Herpes Runs Interference: Researchers discover how virus sticks around

Herpes simplex virus 1 (HSV-1), which causes cold sores, uses a short, double-stranded RNA to outwit a cell’s defensive measures. That’s why it can hang out in the body indefinitely, new research suggests. By disrupting this mechanism, scientists may eventually find a way to permanently eradicate herpes infections in people.

Both HSV-1 and its close relative HSV-2, which typically causes genital herpes, infect the nerve cells located outside the brain and spinal cord. Once a person becomes infected, HSV-1 and HSV-2 stick around in a dormant state and can intermittently cause breakouts in some people. The virus succeeds in its long-term residency because it prevents immune system prompts that usually lead virus-infected cells to sacrifice themselves, says microbiologist Nigel Fraser of the University of Pennsylvania School of Medicine in Philadelphia.

Six years ago, a Los Angeles–based team of researchers discovered a viral gene that they named the latency-associated transcript gene (LAT). This gene seemed to control HSV-1’s capacity to lay low. However, after years of searching, scientists hadn’t located any LAT-encoded protein, which would offer clues to how the gene exerts its life-sustaining effect on cells.

Traditionally, scientists determine what protein a gene encodes by searching for the often-lengthy RNA transcript, which translates the gene’s information into its product. “People had been looking for these long [LAT] RNAs,” says Fraser.

However, some researchers took a different approach. They hypothesized that instead of a protein, LAT ‘s product is a microRNA—a tiny, double-stranded piece of RNA that a cell’s enzymes cut from a longer transcript. Recent research has suggested that cells and some pathogens use microRNAs to control a variety of cellular processes.

To investigate this hunch, Fraser’s team worked with lab-grown cells. In some of the cells, they shut off production of the dicer enzyme, which processes long strands of RNA into microRNAs. They then slipped LAT into all the cells.

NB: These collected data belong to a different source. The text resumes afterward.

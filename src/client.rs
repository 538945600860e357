use crate::config::ClientConfig;
use crate::error::{ClientError, Result};
use crate::store::CredentialStore;
use async_trait::async_trait;
use log::{debug, error, warn};
use reqwest::header::{AUTHORIZATION, CONTENT_TYPE, HeaderMap, HeaderName, HeaderValue};
use reqwest::multipart::{Form, Part};
use reqwest::{Client, Method, StatusCode};
use serde_json::Value;
use std::sync::Arc;

const GENERIC_FAILURE: &str = "Request failed";

#[derive(Debug, Clone, PartialEq)]
pub enum FormPart {
    Text {
        name: String,
        value: String,
    },
    File {
        name: String,
        file_name: String,
        mime: String,
        bytes: Vec<u8>,
    },
}

/// A multipart body. Kept as plain data so it can be inspected before sending.
#[derive(Debug, Clone, Default, PartialEq)]
pub struct MultipartForm {
    parts: Vec<FormPart>,
}

impl MultipartForm {
    pub fn new() -> Self {
        Self::default()
    }

    pub fn text(mut self, name: &str, value: impl Into<String>) -> Self {
        self.parts.push(FormPart::Text {
            name: name.to_string(),
            value: value.into(),
        });
        self
    }

    pub fn file(mut self, name: &str, file_name: &str, mime: &str, bytes: Vec<u8>) -> Self {
        self.parts.push(FormPart::File {
            name: name.to_string(),
            file_name: file_name.to_string(),
            mime: mime.to_string(),
            bytes,
        });
        self
    }

    pub fn parts(&self) -> &[FormPart] {
        &self.parts
    }

    pub fn text_value(&self, name: &str) -> Option<&str> {
        self.parts.iter().find_map(|part| match part {
            FormPart::Text { name: n, value } if n == name => Some(value.as_str()),
            _ => None,
        })
    }

    pub fn has_file(&self, name: &str) -> bool {
        self.parts
            .iter()
            .any(|part| matches!(part, FormPart::File { name: n, .. } if n == name))
    }

    fn into_reqwest(self) -> Result<Form> {
        let mut form = Form::new();
        for part in self.parts {
            form = match part {
                FormPart::Text { name, value } => form.text(name, value),
                FormPart::File {
                    name,
                    file_name,
                    mime,
                    bytes,
                } => {
                    let part = Part::bytes(bytes)
                        .file_name(file_name)
                        .mime_str(&mime)
                        .map_err(|e| ClientError::Validation(format!("bad mime type: {e}")))?;
                    form.part(name, part)
                }
            };
        }
        Ok(form)
    }
}

#[derive(Debug, Clone, PartialEq)]
pub enum Body {
    Json(Value),
    Multipart(MultipartForm),
}

/// Per-call options for [`ApiClient::request`].
#[derive(Debug, Clone)]
pub struct RequestOptions {
    pub method: Method,
    pub headers: HeaderMap,
    pub body: Option<Body>,
}

impl Default for RequestOptions {
    fn default() -> Self {
        Self {
            method: Method::GET,
            headers: HeaderMap::new(),
            body: None,
        }
    }
}

impl RequestOptions {
    pub fn get() -> Self {
        Self::default()
    }

    pub fn post_json(body: Value) -> Self {
        Self {
            method: Method::POST,
            body: Some(Body::Json(body)),
            ..Self::default()
        }
    }

    pub fn post_multipart(form: MultipartForm) -> Self {
        Self {
            method: Method::POST,
            body: Some(Body::Multipart(form)),
            ..Self::default()
        }
    }

    pub fn with_header(mut self, name: HeaderName, value: HeaderValue) -> Self {
        self.headers.insert(name, value);
        self
    }
}

/// A fully resolved outgoing request.
#[derive(Debug, Clone)]
pub struct ApiRequest {
    pub method: Method,
    pub url: String,
    pub headers: HeaderMap,
    pub body: Option<Body>,
}

impl ApiRequest {
    pub fn bearer_token(&self) -> Option<&str> {
        self.headers
            .get(AUTHORIZATION)
            .and_then(|value| value.to_str().ok())
            .and_then(|value| value.strip_prefix("Bearer "))
    }
}

#[derive(Debug, Clone)]
pub struct ApiResponse {
    pub status: StatusCode,
    pub headers: HeaderMap,
    pub body: Vec<u8>,
}

impl ApiResponse {
    pub fn content_type(&self) -> &str {
        self.headers
            .get(CONTENT_TYPE)
            .and_then(|value| value.to_str().ok())
            .unwrap_or("")
    }

    pub fn is_json(&self) -> bool {
        self.content_type().contains("application/json")
    }

    pub fn text(&self) -> String {
        String::from_utf8_lossy(&self.body).into_owned()
    }
}

/// Moves one request over the wire. Implementations never retry.
#[async_trait]
pub trait Transport: Send + Sync {
    async fn send(&self, request: ApiRequest) -> Result<ApiResponse>;
}

pub struct HttpTransport {
    client: Client,
}

impl HttpTransport {
    pub fn new(config: &ClientConfig) -> Result<Self> {
        let mut builder = Client::builder().user_agent(config.user_agent.clone());
        if let Some(timeout) = config.timeout {
            builder = builder.timeout(timeout);
        }
        let client = builder
            .build()
            .map_err(|e| ClientError::Transport(format!("failed to create HTTP client: {e}")))?;
        Ok(Self { client })
    }
}

#[async_trait]
impl Transport for HttpTransport {
    async fn send(&self, request: ApiRequest) -> Result<ApiResponse> {
        let mut builder = self
            .client
            .request(request.method, &request.url)
            .headers(request.headers);
        builder = match request.body {
            Some(Body::Json(value)) => builder.body(serde_json::to_vec(&value)?),
            Some(Body::Multipart(form)) => builder.multipart(form.into_reqwest()?),
            None => builder,
        };

        let response = builder
            .send()
            .await
            .map_err(|e| ClientError::Transport(e.to_string()))?;
        let status = response.status();
        let headers = response.headers().clone();
        let body = response
            .bytes()
            .await
            .map_err(|e| ClientError::Transport(e.to_string()))?
            .to_vec();

        Ok(ApiResponse {
            status,
            headers,
            body,
        })
    }
}

/// Picks the most useful message out of an error body.
///
/// `detail` wins over `message`; a null, empty, false or zero field counts
/// as missing.
fn server_message(data: Option<&Value>) -> String {
    ["detail", "message"]
        .iter()
        .filter_map(|key| data.and_then(|d| d.get(*key)))
        .find_map(message_text)
        .unwrap_or_else(|| GENERIC_FAILURE.to_string())
}

fn message_text(field: &Value) -> Option<String> {
    match field {
        Value::Null | Value::Bool(false) => None,
        Value::String(message) if message.is_empty() => None,
        Value::Number(n) if n.as_f64() == Some(0.0) => None,
        Value::String(message) => Some(message.clone()),
        other => Some(other.to_string()),
    }
}

/// The single chokepoint for backend calls.
#[derive(Clone)]
pub struct ApiClient {
    config: ClientConfig,
    transport: Arc<dyn Transport>,
    store: Arc<dyn CredentialStore>,
}

impl ApiClient {
    pub fn new(config: ClientConfig, store: Arc<dyn CredentialStore>) -> Result<Self> {
        let transport = Arc::new(HttpTransport::new(&config)?);
        Ok(Self::with_transport(config, transport, store))
    }

    pub fn with_transport(
        config: ClientConfig,
        transport: Arc<dyn Transport>,
        store: Arc<dyn CredentialStore>,
    ) -> Self {
        Self {
            config,
            transport,
            store,
        }
    }

    pub fn config(&self) -> &ClientConfig {
        &self.config
    }

    pub fn store(&self) -> &Arc<dyn CredentialStore> {
        &self.store
    }

    fn prepare(&self, path: &str, options: RequestOptions) -> Result<ApiRequest> {
        let mut headers = options.headers;
        if let Some(token) = self.store.token()? {
            let value = HeaderValue::from_str(&format!("Bearer {token}"))
                .map_err(|_| ClientError::Storage("stored token is not a valid header".into()))?;
            headers.insert(AUTHORIZATION, value);
        }
        if matches!(options.body, Some(Body::Json(_))) && !headers.contains_key(CONTENT_TYPE) {
            headers.insert(CONTENT_TYPE, HeaderValue::from_static("application/json"));
        }
        Ok(ApiRequest {
            method: options.method,
            url: self.config.url(path),
            headers,
            body: options.body,
        })
    }

    /// Sends an authenticated request and returns the raw response, whatever its status.
    pub async fn send(&self, path: &str, options: RequestOptions) -> Result<ApiResponse> {
        let request = self.prepare(path, options)?;
        debug!("{} {}", request.method, request.url);
        self.transport.send(request).await
    }

    /// Sends an authenticated request and decodes a JSON reply.
    ///
    /// Non-JSON or unreadable success responses yield `None`. Any non-2xx status becomes
    /// [`ClientError::RequestFailed`] carrying the server's `detail` or
    /// `message` field.
    pub async fn request(&self, path: &str, options: RequestOptions) -> Result<Option<Value>> {
        let response = self.send(path, options).await?;
        let data: Option<Value> = if response.is_json() && !response.body.is_empty() {
            serde_json::from_slice(&response.body).ok()
        } else {
            None
        };

        if !response.status.is_success() {
            let message = server_message(data.as_ref());
            error!(
                "API error {} for {}: {}",
                response.status.as_u16(),
                path,
                message
            );
            return Err(ClientError::RequestFailed {
                status: response.status.as_u16(),
                message,
            });
        }

        if response.is_json() && !response.body.is_empty() && data.is_none() {
            warn!(
                "{} returned status {} with an unreadable JSON body",
                path,
                response.status.as_u16()
            );
        }
        Ok(data)
    }
}
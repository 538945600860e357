use crate::client::{ApiRequest, ApiResponse, Transport};
use crate::error::{ClientError, Result};
use async_trait::async_trait;
use reqwest::StatusCode;
use reqwest::header::{CONTENT_TYPE, HeaderMap, HeaderValue};
use serde_json::Value;
use std::collections::VecDeque;
use std::sync::Mutex;

enum Scripted {
    Response(ApiResponse),
    TransportError(String),
}

/// In-memory transport that replays scripted responses in order and records
/// every request it is handed.
#[derive(Default)]
pub struct FakeTransport {
    script: Mutex<VecDeque<Scripted>>,
    requests: Mutex<Vec<ApiRequest>>,
}

impl FakeTransport {
    pub fn new() -> Self {
        Self::default()
    }

    fn push(&self, scripted: Scripted) {
        self.script
            .lock()
            .expect("fake transport script poisoned")
            .push_back(scripted);
    }

    pub fn push_response(&self, status: u16, content_type: &str, body: Vec<u8>) {
        let mut headers = HeaderMap::new();
        if let Ok(value) = HeaderValue::from_str(content_type) {
            headers.insert(CONTENT_TYPE, value);
        }
        self.push(Scripted::Response(ApiResponse {
            status: StatusCode::from_u16(status).unwrap_or(StatusCode::INTERNAL_SERVER_ERROR),
            headers,
            body,
        }));
    }

    pub fn push_json(&self, status: u16, body: Value) {
        self.push_response(status, "application/json", body.to_string().into_bytes());
    }

    pub fn push_text(&self, status: u16, content_type: &str, body: &str) {
        self.push_response(status, content_type, body.as_bytes().to_vec());
    }

    pub fn push_transport_error(&self, message: &str) {
        self.push(Scripted::TransportError(message.to_string()));
    }

    pub fn requests(&self) -> Vec<ApiRequest> {
        self.requests
            .lock()
            .expect("fake transport log poisoned")
            .clone()
    }

    pub fn request_count(&self) -> usize {
        self.requests
            .lock()
            .expect("fake transport log poisoned")
            .len()
    }

    /// Requests sent to `path`, matched against the end of the URL.
    pub fn requests_to(&self, path: &str) -> Vec<ApiRequest> {
        self.requests()
            .into_iter()
            .filter(|request| request.url.ends_with(path))
            .collect()
    }
}

#[async_trait]
impl Transport for FakeTransport {
    async fn send(&self, request: ApiRequest) -> Result<ApiResponse> {
        let url = request.url.clone();
        self.requests
            .lock()
            .expect("fake transport log poisoned")
            .push(request);
        let next = self
            .script
            .lock()
            .expect("fake transport script poisoned")
            .pop_front();
        match next {
            Some(Scripted::Response(response)) => Ok(response),
            Some(Scripted::TransportError(message)) => Err(ClientError::Transport(message)),
            None => Err(ClientError::Transport(format!(
                "no scripted response for {url}"
            ))),
        }
    }
}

When the scientists doused the cells with a chemical that triggers cell suicide, those without the dicer enzyme died. Cells with dicer survived the chemical onslaught, suggesting that dicer processes the microRNA that gives the cells their staying power.

Next, the researchers used a computer program to scan LAT for sections that have sequences characteristic of microRNAs. The team inserted its leading-candidate microRNA into cells and then added the suicide-inducing chemical. Their small RNA snippet kept the cells alive, says Fraser.

In previous studies, researchers have shown that a small, double-stranded piece of RNA can sometimes muffle the effects of a gene that has a complementary sequence. This phenomenon is known as RNA interference (SN: 7/2/05, p. 7: Available to subscribers at Sound Off). To determine which gene or genes the LAT microRNA might be acting on, Fraser’s team used another computer program to search for complementary DNA segments.

They found that the microRNA matched up with parts of two genes called TGF-beta and SMAD3. These genes were already known to control cell suicide. The LAT microRNA silenced the effects of these two genes, Fraser’s team reports in the July 6 Nature.

“This is an exciting study that … provides a plausible mechanism for [herpes] latency,” says microRNA researcher Victor R. Ambros of Dartmouth Medical School in Hanover, N.H. He adds that the newly identified LAT microRNA might have evolved to take advantage of some normal, but currently unknown cellular process directed by microRNA.

Further information about how the LAT microRNA operates in cells could direct scientists as they craft herpes-fighting drugs, says Fraser. “This could be the first chink into the armor of the virus,” he adds.